Erik Jon Koch (born October 4, 1988) is an American mixed martial artist who competed in the Welterweight division of the Ultimate Fighting Championship. A professional competitor since 2007, he formerly competed for the WEC.

Background
Koch was enrolled in Tae Kwon Do classes at the age of four, and reached his black belt by the age of ten, piquing his interest in MMA. With help from his older brother, Keoni, who helps run an MMA gym in Iowa with Dave Sherzer (Hard Drive MMA), Erik started MMA-style striking and grappling before the age of 14. Koch would later drop out of Washington High School (Cedar Rapids, Iowa) to pursue a professional career in mixed martial arts.

Mixed martial arts career

Early career
After compiling a 2–0 amateur record, Koch made his professional MMA debut in 2007. Fighting primarily in Iowa, he amassed an undefeated streak of 8–0 before being signed to World Extreme Cagefighting.

World Extreme Cagefighting
Koch was scheduled to fight Wagnney Fabiano at WEC 43 on September 2, 2009, but was forced to withdraw from the bout due to an undisclosed injury while training.  Koch was replaced by WEC newcomer Mackens Semerzier. Now Koch made his WEC debut against Jameel Massouh on December 19 for WEC 45. Koch defeated Massouh via unanimous decision.

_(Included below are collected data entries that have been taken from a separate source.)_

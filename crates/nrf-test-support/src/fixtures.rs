//! Sample domain values shared across integration-style tests in the
//! workspace, plus an environment probe used by tests that only make sense
//! with an external container runtime available.

use chrono::Utc;
use nrf_api_models::{NfProfile, NfStatus, NrfSubscriptionData, PlmnId, SubscrCond};
use std::path::Path;
use std::process::Command;
use uuid::Uuid;

/// Returns `true` if a Docker daemon is reachable for integration tests.
#[must_use]
pub fn docker_available() -> bool {
    docker_available_with_host(std::env::var("DOCKER_HOST").ok())
}

fn docker_available_with_host(host: Option<String>) -> bool {
    if let Some(host) = host {
        if let Some(path) = host.strip_prefix("unix://") {
            return Path::new(path).exists();
        }
        return true;
    }

    Path::new("/var/run/docker.sock").exists()
        || Command::new("docker")
            .args(["info"])
            .output()
            .map(|output| output.status.success())
            .unwrap_or(false)
}

/// A minimal, valid `AMF` profile: a `plmnList`/`guami` carrying registrant,
/// the profile shape most discovery/subscription tests filter against.
#[must_use]
pub fn amf_profile() -> NfProfile {
    NfProfile {
        nf_instance_id: Uuid::new_v4(),
        nf_type: "AMF".to_string(),
        nf_status: NfStatus::Registered,
        nf_services: None,
        plmn_list: Some(vec![PlmnId {
            mcc: "001".to_string(),
            mnc: "01".to_string(),
        }]),
        s_nssais: None,
        allowed_nssais: None,
        info: None,
        heart_beat_timer: 30,
        expire_at: None,
        created_at: Some(Utc::now()),
    }
}

/// A minimal, valid `SMF` profile, the usual counterpart fixture when a
/// test needs two distinct `nfType`s registered at once.
#[must_use]
pub fn smf_profile() -> NfProfile {
    NfProfile {
        nf_instance_id: Uuid::new_v4(),
        nf_type: "SMF".to_string(),
        nf_status: NfStatus::Registered,
        nf_services: None,
        plmn_list: Some(vec![PlmnId {
            mcc: "001".to_string(),
            mnc: "01".to_string(),
        }]),
        s_nssais: None,
        allowed_nssais: None,
        info: None,
        heart_beat_timer: 30,
        expire_at: None,
        created_at: Some(Utc::now()),
    }
}

/// A subscription request targeting every `AMF` status change, the common
/// case exercised by notifier/fan-out tests.
#[must_use]
pub fn amf_status_subscription(notification_uri: impl Into<String>) -> NrfSubscriptionData {
    NrfSubscriptionData {
        subscription_id: None,
        nf_status_notification_uri: notification_uri.into(),
        req_nf_type: None,
        subscr_cond: SubscrCond {
            nf_type: Some("AMF".to_string()),
            nf_instance_id: None,
            service_name: None,
        },
        validity_time: None,
    }
}

#[cfg(test)]
mod tests {
    use super::*;

    #[test]
    fn amf_profile_is_registered_with_a_plmn() {
        let profile = amf_profile();
        assert_eq!(profile.nf_type, "AMF");
        assert_eq!(profile.nf_status, NfStatus::Registered);
        assert!(profile.plmn_list.is_some());
    }

    #[test]
    fn amf_and_smf_fixtures_have_distinct_ids() {
        assert_ne!(amf_profile().nf_instance_id, smf_profile().nf_instance_id);
    }

    #[test]
    fn subscription_fixture_carries_the_notification_uri() {
        let subscription = amf_status_subscription("https://amf.example/callback");
        assert_eq!(
            subscription.nf_status_notification_uri,
            "https://amf.example/callback"
        );
        assert_eq!(subscription.subscr_cond.nf_type.as_deref(), Some("AMF"));
    }

    #[test]
    fn docker_available_respects_unix_socket_env() {
        assert!(!docker_available_with_host(Some(
            "unix:///definitely/missing.sock".into()
        )));
    }

    #[test]
    fn docker_available_accepts_tcp_env() {
        assert!(docker_available_with_host(Some(
            "tcp://127.0.0.1:2375".into()
        )));
    }
}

Koch was defeated by WEC newcomer Chad Mendes via unanimous decision on March 6, 2010 at WEC 47.

Koch rebounded from his first professional loss as he faced Bendy Casimir on June 20, 2010 at WEC 49. Koch won via first-round triangle choke submission.

Koch was expected to face Josh Grispi on November 11, 2010 at WEC 52. However, due to the UFC/WEC merger, the fight was scratched as Grispi was awarded a title fight with current WEC Featherweight Champion José Aldo to determine the inaugural UFC Featherweight Champion. Koch defeated promotional newcomer Francisco Rivera via first-round TKO, earning Knockout of the Night honors.

Ultimate Fighting Championship

2011
On October 28, 2010, World Extreme Cagefighting merged with the Ultimate Fighting Championship. As part of the merger, all WEC fighters were transferred to the UFC.

Koch was expected to face Cub Swanson on March 3, 2011 at UFC Live: Sanchez vs. Kampmann.  However Swanson was forced out of the bout with an injury.

Koch faced Raphael Assunção at UFC 128, replacing the injured Manvel Gamburyan.  He won the fight via first round knockout, earning Knockout of the Night honors.

Koch was expected to face Cub Swanson on July 2, 2011 at UFC 132.  However, Swanson was forced out of the bout with another injury.

Koch faced The Ultimate Fighter 12 winner Jonathan Brookins on September 17, 2011 at UFC Fight Night 25.  He won the fight via unanimous decision.

2012
Koch was expected to face Dustin Poirier on February 4, 2012 at UFC 143.  However, Koch pulled out of the bout citing an injury and was replaced by Ricardo Lamas, who was then replaced by Max Holloway due to injury as well.

Koch was expected to face José Aldo for the UFC Featherweight Championship on July 21, 2012, at UFC 149.  However, Aldo was forced out of the bout citing an injury and the bout was postponed.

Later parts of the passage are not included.